Abstract Details

Title MALT1 Scaffold and Proteolytic Activity Regulate Tfh Cell Differentiation in the Progression of Neuromyelitis Optica

Topic Autoimmune Neurology

Presentation(s) S38 - NMOSD, MOGAD, Demyelinating, and Other (1:12 PM-1:24 PM)

Poster/Presentation
Number 002

Objective This study aims to elucidate the interplay between MALT1 and the pathogenesis of neuromyelitis optica (NMO).
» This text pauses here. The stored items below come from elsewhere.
//! Frame types for the Huddle protocol.
//!
//! Frames are the fundamental unit of communication in Huddle.
//! Each frame is serialized either as length-prefixed MessagePack or as a
//! JSON text message, see [`crate::codec`].

use crate::event::PresenceEvent;
use serde::{Deserialize, Serialize};

/// Error codes carried by [`Frame::Error`].
pub mod error_codes {
    /// The inbound frame could not be decoded or was unexpected.
    pub const INVALID_FRAME: u16 = 1001;
    /// Subscribing to a room failed.
    pub const SUBSCRIBE_FAILED: u16 = 1002;
    /// The presence event could not be delivered.
    pub const DELIVERY_FAILED: u16 = 1003;
    /// The connection is not subscribed to the room.
    pub const NOT_SUBSCRIBED: u16 = 1008;
}

/// Frame type identifiers.
#[derive(Debug, Clone, Copy, PartialEq, Eq, Hash, Serialize, Deserialize)]
#[serde(into = "u8", try_from = "u8")]
#[repr(u8)]
pub enum FrameType {
    Subscribe = 0x01,
    Unsubscribe = 0x02,
    Join = 0x03,
    Leave = 0x04,
    Message = 0x05,
    Event = 0x06,
    Ack = 0x07,
    Error = 0x08,
    Ping = 0x09,
    Pong = 0x0A,
    Connected = 0x0B,
}

impl From<FrameType> for u8 {
    fn from(ft: FrameType) -> u8 {
        ft as u8
    }
}

impl TryFrom<u8> for FrameType {
    type Error = &'static str;

    fn try_from(value: u8) -> Result<Self, <Self as TryFrom<u8>>::Error> {
        match value {
            0x01 => Ok(FrameType::Subscribe),
            0x02 => Ok(FrameType::Unsubscribe),
            0x03 => Ok(FrameType::Join),
            0x04 => Ok(FrameType::Leave),
            0x05 => Ok(FrameType::Message),
            0x06 => Ok(FrameType::Event),
            0x07 => Ok(FrameType::Ack),
            0x08 => Ok(FrameType::Error),
            0x09 => Ok(FrameType::Ping),
            0x0A => Ok(FrameType::Pong),
            0x0B => Ok(FrameType::Connected),
            _ => Err("Invalid frame type"),
        }
    }
}

/// A protocol frame.
///
/// Room actions (`Join`, `Leave`, `Message`) carry an optional request ID;
/// when present the server answers with an `Ack` or an `Error`.
#[derive(Debug, Clone, PartialEq, Serialize, Deserialize)]
#[serde(tag = "type")]
pub enum Frame {
    /// Start receiving events for a room.
    #[serde(rename = "subscribe")]
    Subscribe {
        /// Request ID for acknowledgment.
        id: u64,
        /// Room key.
        room: String,
    },

    /// Stop receiving events for a room.
    #[serde(rename = "unsubscribe")]
    Unsubscribe {
        /// Request ID for acknowledgment.
        id: u64,
        /// Room key.
        room: String,
    },

    /// Enter a room.
    #[serde(rename = "join")]
    Join {
        #[serde(skip_serializing_if = "Option::is_none")]
        id: Option<u64>,
        room: String,
        username: String,
    },

    /// Leave a room.
    #[serde(rename = "leave")]
    Leave {
        #[serde(skip_serializing_if = "Option::is_none")]
        id: Option<u64>,
        room: String,
        username: String,
    },

    /// Send a chat message to a room.
    #[serde(rename = "message")]
    Message {
        #[serde(skip_serializing_if = "Option::is_none")]
        id: Option<u64>,
        room: String,
        username: String,
        /// Chat text. Absent content is delivered as an empty message.
        #[serde(skip_serializing_if = "Option::is_none")]
        content: Option<String>,
    },

    /// A presence event fanned out to room subscribers.
    #[serde(rename = "event")]
    Event {
        /// Topic the event was published on.
        topic: String,
        event: PresenceEvent,
    },

    /// Acknowledgment of a request.
    #[serde(rename = "ack")]
    Ack {
        /// ID of the acknowledged request.
        id: u64,
    },

    /// Error response.
    #[serde(rename = "error")]
    Error {
        /// ID of the failed request (0 if not applicable).
        id: u64,
        /// Error code, see [`error_codes`].
        code: u16,
        /// Human-readable error message.
        message: String,
    },

    /// Keepalive ping.
    #[serde(rename = "ping")]
    Ping {
        #[serde(skip_serializing_if = "Option::is_none")]
        timestamp: Option<u64>,
    },

    /// Keepalive pong.
    #[serde(rename = "pong")]
    Pong {
        #[serde(skip_serializing_if = "Option::is_none")]
        timestamp: Option<u64>,
    },

    /// Sent by the server once a connection is established.
    #[serde(rename = "connected")]
    Connected {
        /// Server-assigned connection ID.
        connection_id: String,
        /// Protocol major version.
        version: u8,
        /// Heartbeat interval in milliseconds.
        heartbeat: u32,
    },
}

impl Frame {
    /// Get the frame type.
    #[must_use]
    pub fn frame_type(&self) -> FrameType {
        match self {
            Frame::Subscribe { .. } => FrameType::Subscribe,
            Frame::Unsubscribe { .. } => FrameType::Unsubscribe,
            Frame::Join { .. } => FrameType::Join,
            Frame::Leave { .. } => FrameType::Leave,
            Frame::Message { .. } => FrameType::Message,
            Frame::Event { .. } => FrameType::Event,
            Frame::Ack { .. } => FrameType::Ack,
            Frame::Error { .. } => FrameType::Error,
            Frame::Ping { .. } => FrameType::Ping,
            Frame::Pong { .. } => FrameType::Pong,
            Frame::Connected { .. } => FrameType::Connected,
        }
    }

    /// Create a new Subscribe frame.
    #[must_use]
    pub fn subscribe(id: u64, room: impl Into<String>) -> Self {
        Frame::Subscribe {
            id,
            room: room.into(),
        }
    }

    /// Create a new Unsubscribe frame.
    #[must_use]
    pub fn unsubscribe(id: u64, room: impl Into<String>) -> Self {
        Frame::Unsubscribe {
            id,
            room: room.into(),
        }
    }

    /// Create a new Join frame.
    #[must_use]
    pub fn join(room: impl Into<String>, username: impl Into<String>) -> Self {
        Frame::Join {
            id: None,
            room: room.into(),
            username: username.into(),
        }
    }

    /// Create a new Leave frame.
    #[must_use]
    pub fn leave(room: impl Into<String>, username: impl Into<String>) -> Self {
        Frame::Leave {
            id: None,
            room: room.into(),
            username: username.into(),
        }
    }

    /// Create a new Message frame.
    #[must_use]
    pub fn message(
        room: impl Into<String>,
        username: impl Into<String>,
        content: impl Into<String>,
    ) -> Self {
        Frame::Message {
            id: None,
            room: room.into(),
            username: username.into(),
            content: Some(content.into()),
        }
    }

    /// Attach a request ID to a room action so the server acknowledges it.
    ///
    /// Frames other than `Join`, `Leave` and `Message` are returned unchanged.
    #[must_use]
    pub fn with_id(mut self, request_id: u64) -> Self {
        match &mut self {
            Frame::Join { id, .. } | Frame::Leave { id, .. } | Frame::Message { id, .. } => {
                *id = Some(request_id);
            }
            _ => {}
        }
        self
    }

    /// Create a new Event frame.
    #[must_use]
    pub fn event(topic: impl Into<String>, event: PresenceEvent) -> Self {
        Frame::Event {
            topic: topic.into(),
            event,
        }
    }

    /// Create a new Ack frame.
    #[must_use]
    pub fn ack(id: u64) -> Self {
        Frame::Ack { id }
    }

    /// Create a new Error frame.
    #[must_use]
    pub fn error(id: u64, code: u16, message: impl Into<String>) -> Self {
        Frame::Error {
            id,
            code,
            message: message.into(),
        }
    }

    /// Create a new Ping frame.
    #[must_use]
    pub fn ping() -> Self {
        Frame::Ping { timestamp: None }
    }

    /// Create a new Pong frame.
    #[must_use]
    pub fn pong(timestamp: Option<u64>) -> Self {
        Frame::Pong { timestamp }
    }

    /// Create a new Connected frame.
    #[must_use]
    pub fn connected(connection_id: impl Into<String>, version: u8, heartbeat: u32) -> Self {
        Frame::Connected {
            connection_id: connection_id.into(),
            version,
            heartbeat,
        }
    }
}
Background The mucosa-associated lymphoid tissue lymphoma translation protein 1 (MALT1) lays a multifaceted role in immune and inflammatory responses. Despite its established functions, the specific contribution of MALT1 to NMO pathogenesis remains enigmatic. MALT1 serves as a scaffold protein within the NF-κB signaling pathway and has recently been identified to possess proteolytic capabilities, modulating the fate of Tfh cells by cleaving proteins such as Roquin-1. However, the impact of MALT1 on distinct T cell subsets appears to be context-dependent.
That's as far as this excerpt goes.